◆ Action item: Select all lines in the records that include "next".

◆ Data supplied:
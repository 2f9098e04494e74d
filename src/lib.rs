pub mod app;
pub mod config;
pub mod core;
pub mod domain;
pub mod utils;

#[cfg(feature = "cli")]
pub use config::cli::{Cli, Command};

pub use crate::core::index::ResourceIndex;
pub use crate::core::link::{create_link, load_link, HttpPageFetcher};
pub use crate::core::storage::{translate_storage, Storage};
pub use config::ArkPaths;
pub use domain::model::{IndexEntry, LinkData, ResourceId};
pub use domain::ports::PageFetcher;
pub use utils::error::{ArkError, Result};
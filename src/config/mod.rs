#[cfg(feature = "cli")]
pub mod cli;

use crate::utils::error::{ArkError, Result};
use std::fs;
use std::path::{Path, PathBuf};
use uuid::Uuid;

pub const ARK_FOLDER: &str = ".ark";
pub const INDEX_FILE: &str = "index";
pub const PREVIEWS_DIR: &str = "previews";
pub const APP_ID_FILE: &str = "app_id";
pub const ARK_CONFIG_DIR: &str = ".config/ark";
pub const ARK_BACKUPS_DIR: &str = ".ark-backups";
pub const ROOTS_CFG_FILENAME: &str = "roots";

/// 應用程式層級的路徑，環境變數可覆寫以便測試與容器環境
#[derive(Debug, Clone)]
pub struct ArkPaths {
    ark_home: PathBuf,
    config_dir: PathBuf,
    backups_dir: PathBuf,
}

impl ArkPaths {
    pub fn resolve() -> Result<Self> {
        let ark_home = match std::env::var_os("ARK_HOME") {
            Some(path) => PathBuf::from(path),
            None => home_dir()?.join(ARK_FOLDER),
        };

        let config_dir = match std::env::var_os("ARK_CONFIG_HOME") {
            Some(path) => PathBuf::from(path),
            None => home_dir()?.join(ARK_CONFIG_DIR),
        };

        let backups_dir = match std::env::var_os("ARK_BACKUPS_PATH") {
            Some(path) => PathBuf::from(path),
            None => home_dir()?.join(ARK_BACKUPS_DIR),
        };

        Ok(Self {
            ark_home,
            config_dir,
            backups_dir,
        })
    }

    /// Everything under one base directory. Used by tests and portable setups.
    pub fn rooted_at(base: &Path) -> Self {
        Self {
            ark_home: base.join(ARK_FOLDER),
            config_dir: base.join(ARK_CONFIG_DIR),
            backups_dir: base.join(ARK_BACKUPS_DIR),
        }
    }

    pub fn ark_home(&self) -> &Path {
        &self.ark_home
    }

    pub fn config_dir(&self) -> &Path {
        &self.config_dir
    }

    pub fn backups_dir(&self) -> &Path {
        &self.backups_dir
    }

    pub fn roots_file(&self) -> PathBuf {
        self.config_dir.join(ROOTS_CFG_FILENAME)
    }

    pub fn ensure_ark_home(&self) -> Result<()> {
        if !self.ark_home.exists() {
            fs::create_dir_all(&self.ark_home)?;
        }
        Ok(())
    }
}

fn home_dir() -> Result<PathBuf> {
    home::home_dir().ok_or(ArkError::HomeDirNotFound)
}

/// 載入或建立本機安裝識別碼
pub fn load_or_create_app_id(paths: &ArkPaths) -> Result<String> {
    paths.ensure_ark_home()?;
    let app_id_path = paths.ark_home().join(APP_ID_FILE);

    if app_id_path.exists() {
        let id = fs::read_to_string(&app_id_path)?.trim().to_string();
        if !id.is_empty() {
            return Ok(id);
        }
        tracing::warn!("App id file is empty, regenerating");
    }

    let id = Uuid::new_v4().to_string();
    fs::write(&app_id_path, &id)?;
    tracing::debug!("Created app id at {}", app_id_path.display());
    Ok(id)
}

pub fn provide_root(root_dir: Option<&Path>) -> Result<PathBuf> {
    match root_dir {
        Some(path) => Ok(path.to_path_buf()),
        None => Ok(std::env::current_dir()?),
    }
}

/// Roots registry: one absolute path per line, `#` starts a comment line.
pub fn read_roots_registry(path: &Path) -> Result<Vec<PathBuf>> {
    let contents = fs::read_to_string(path)?;
    Ok(contents
        .lines()
        .map(str::trim)
        .filter(|line| !line.is_empty() && !line.starts_with('#'))
        .map(PathBuf::from)
        .collect())
}

pub fn discover_roots(paths: &ArkPaths, roots_cfg: Option<&Path>) -> Result<Vec<PathBuf>> {
    match roots_cfg {
        Some(path) => read_roots_registry(path),
        None => {
            let registry = paths.roots_file();
            if registry.exists() {
                read_roots_registry(&registry)
            } else {
                Ok(Vec::new())
            }
        }
    }
}
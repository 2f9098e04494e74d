use crate::config::{ARK_FOLDER, INDEX_FILE};
use crate::domain::model::{IndexEntry, ResourceId};
use crate::utils::error::{ArkError, Result};
use ignore::WalkBuilder;
use std::collections::{BTreeMap, HashMap};
use std::fs;
use std::path::{Path, PathBuf};
use std::time::{Duration, SystemTime, UNIX_EPOCH};

/// 根目錄的資源索引：相對路徑 ↔ 資源識別碼
pub struct ResourceIndex {
    root: PathBuf,
    path2id: BTreeMap<PathBuf, IndexEntry>,
    collisions: HashMap<ResourceId, usize>,
}

#[derive(Debug, Default)]
pub struct IndexUpdate {
    pub added: Vec<(PathBuf, ResourceId)>,
    pub deleted: Vec<(PathBuf, ResourceId)>,
}

impl IndexUpdate {
    pub fn is_empty(&self) -> bool {
        self.added.is_empty() && self.deleted.is_empty()
    }
}

impl ResourceIndex {
    /// Walk the root and hash every indexable file.
    pub fn build(root: &Path) -> Result<Self> {
        let root = root.to_path_buf();
        let mut path2id = BTreeMap::new();

        for file in scan_root(&root)? {
            let id = ResourceId::from_path(&root.join(&file.rel))?;
            path2id.insert(
                file.rel,
                IndexEntry {
                    id,
                    modified: file.modified,
                },
            );
        }

        let collisions = count_collisions(&path2id);
        Ok(Self {
            root,
            path2id,
            collisions,
        })
    }

    /// Read a previously stored index without checking freshness.
    pub fn load(root: &Path) -> Result<Self> {
        let index_path = root.join(ARK_FOLDER).join(INDEX_FILE);
        let contents = fs::read_to_string(&index_path)?;
        let mut path2id = BTreeMap::new();

        for (lineno, line) in contents.lines().enumerate() {
            if line.trim().is_empty() {
                continue;
            }
            let (path, entry) = parse_index_line(line).ok_or_else(|| ArkError::IndexError {
                message: format!("malformed line {} in {}", lineno + 1, index_path.display()),
            })?;
            path2id.insert(path, entry);
        }

        let collisions = count_collisions(&path2id);
        Ok(Self {
            root: root.to_path_buf(),
            path2id,
            collisions,
        })
    }

    /// Stored index brought up to date, or a fresh build. Re-persists when stale.
    pub fn provide(root: &Path) -> Result<Self> {
        let index_path = root.join(ARK_FOLDER).join(INDEX_FILE);

        if index_path.exists() {
            let mut index = Self::load(root)?;
            let update = index.update_all()?;
            if !update.is_empty() {
                index.store()?;
            }
            tracing::debug!(
                "Index provided from {} ({} entries, {} added, {} deleted)",
                index_path.display(),
                index.len(),
                update.added.len(),
                update.deleted.len()
            );
            Ok(index)
        } else {
            let index = Self::build(root)?;
            index.store()?;
            tracing::debug!("Index built fresh ({} entries)", index.len());
            Ok(index)
        }
    }

    /// Rescan the root and diff against the known entries. A file only gets
    /// rehashed when its size or mtime changed; a content change shows up as
    /// deleted + added under the same path.
    pub fn update_all(&mut self) -> Result<IndexUpdate> {
        let mut added = Vec::new();
        let mut deleted = Vec::new();
        let mut fresh: BTreeMap<PathBuf, IndexEntry> = BTreeMap::new();

        for file in scan_root(&self.root)? {
            let known = self.path2id.get(&file.rel);

            if let Some(entry) = known {
                let same_size = entry.id.data_size == file.size;
                let same_mtime =
                    system_time_to_ms(entry.modified) == system_time_to_ms(file.modified);
                if same_size && same_mtime {
                    fresh.insert(file.rel, *entry);
                    continue;
                }
            }

            let id = ResourceId::from_path(&self.root.join(&file.rel))?;
            match known {
                Some(entry) if entry.id == id => {
                    // touch 而已，內容沒變
                }
                Some(entry) => {
                    deleted.push((file.rel.clone(), entry.id));
                    added.push((file.rel.clone(), id));
                }
                None => {
                    added.push((file.rel.clone(), id));
                }
            }
            fresh.insert(
                file.rel,
                IndexEntry {
                    id,
                    modified: file.modified,
                },
            );
        }

        for (path, entry) in &self.path2id {
            if !fresh.contains_key(path) {
                deleted.push((path.clone(), entry.id));
            }
        }

        self.path2id = fresh;
        self.collisions = count_collisions(&self.path2id);
        Ok(IndexUpdate { added, deleted })
    }

    pub fn store(&self) -> Result<()> {
        let ark_dir = self.root.join(ARK_FOLDER);
        fs::create_dir_all(&ark_dir)?;

        let mut out = String::new();
        for (path, entry) in &self.path2id {
            out.push_str(&format!(
                "{} {} {}\n",
                system_time_to_ms(entry.modified),
                entry.id,
                path.display()
            ));
        }

        fs::write(ark_dir.join(INDEX_FILE), out)?;
        Ok(())
    }

    pub fn root(&self) -> &Path {
        &self.root
    }

    pub fn len(&self) -> usize {
        self.path2id.len()
    }

    pub fn is_empty(&self) -> bool {
        self.path2id.is_empty()
    }

    /// Entries in path order.
    pub fn entries(&self) -> impl Iterator<Item = (&PathBuf, &IndexEntry)> {
        self.path2id.iter()
    }

    /// Ids mapped by more than one path, with the number of paths.
    pub fn collisions(&self) -> &HashMap<ResourceId, usize> {
        &self.collisions
    }

    /// First path (in path order) carrying the given id.
    pub fn path_of(&self, id: ResourceId) -> Option<&Path> {
        self.path2id
            .iter()
            .find(|(_, entry)| entry.id == id)
            .map(|(path, _)| path.as_path())
    }
}

struct ScannedFile {
    rel: PathBuf,
    modified: SystemTime,
    size: u64,
}

/// 掃描根目錄：只收一般檔案，跳過隱藏項目與空檔案
fn scan_root(root: &Path) -> Result<Vec<ScannedFile>> {
    let walker = WalkBuilder::new(root)
        .hidden(true)
        .ignore(false)
        .parents(false)
        .git_ignore(false)
        .git_global(false)
        .git_exclude(false)
        .build();

    let mut files = Vec::new();
    for entry in walker {
        let entry = entry.map_err(|e| ArkError::IndexError {
            message: format!("walk failed under {}: {}", root.display(), e),
        })?;

        if !entry.file_type().is_some_and(|t| t.is_file()) {
            continue;
        }

        let meta = entry.metadata().map_err(|e| ArkError::IndexError {
            message: format!("stat failed for {}: {}", entry.path().display(), e),
        })?;
        if meta.len() == 0 {
            continue;
        }

        let rel = entry
            .path()
            .strip_prefix(root)
            .map_err(|_| ArkError::IndexError {
                message: format!("{} escapes root {}", entry.path().display(), root.display()),
            })?
            .to_path_buf();

        files.push(ScannedFile {
            rel,
            modified: meta.modified()?,
            size: meta.len(),
        });
    }

    Ok(files)
}

fn count_collisions(path2id: &BTreeMap<PathBuf, IndexEntry>) -> HashMap<ResourceId, usize> {
    let mut counts: HashMap<ResourceId, usize> = HashMap::new();
    for entry in path2id.values() {
        *counts.entry(entry.id).or_insert(0) += 1;
    }
    counts.retain(|_, count| *count > 1);
    counts
}

// index 以毫秒為單位保存 mtime
fn parse_index_line(line: &str) -> Option<(PathBuf, IndexEntry)> {
    let mut parts = line.splitn(3, ' ');
    let ms: u64 = parts.next()?.parse().ok()?;
    let id: ResourceId = parts.next()?.parse().ok()?;
    let path = parts.next()?;
    if path.is_empty() {
        return None;
    }

    Some((
        PathBuf::from(path),
        IndexEntry {
            id,
            modified: ms_to_system_time(ms),
        },
    ))
}

fn system_time_to_ms(time: SystemTime) -> u64 {
    time.duration_since(UNIX_EPOCH)
        .map(|d| d.as_millis() as u64)
        .unwrap_or(0)
}

fn ms_to_system_time(ms: u64) -> SystemTime {
    UNIX_EPOCH + Duration::from_millis(ms)
}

◆ Answer below:
    let ms: u64 = parts.next()?.parse().ok()?;
    let id: ResourceId = parts.next()?.parse().ok()?;
    let path = parts.next()?;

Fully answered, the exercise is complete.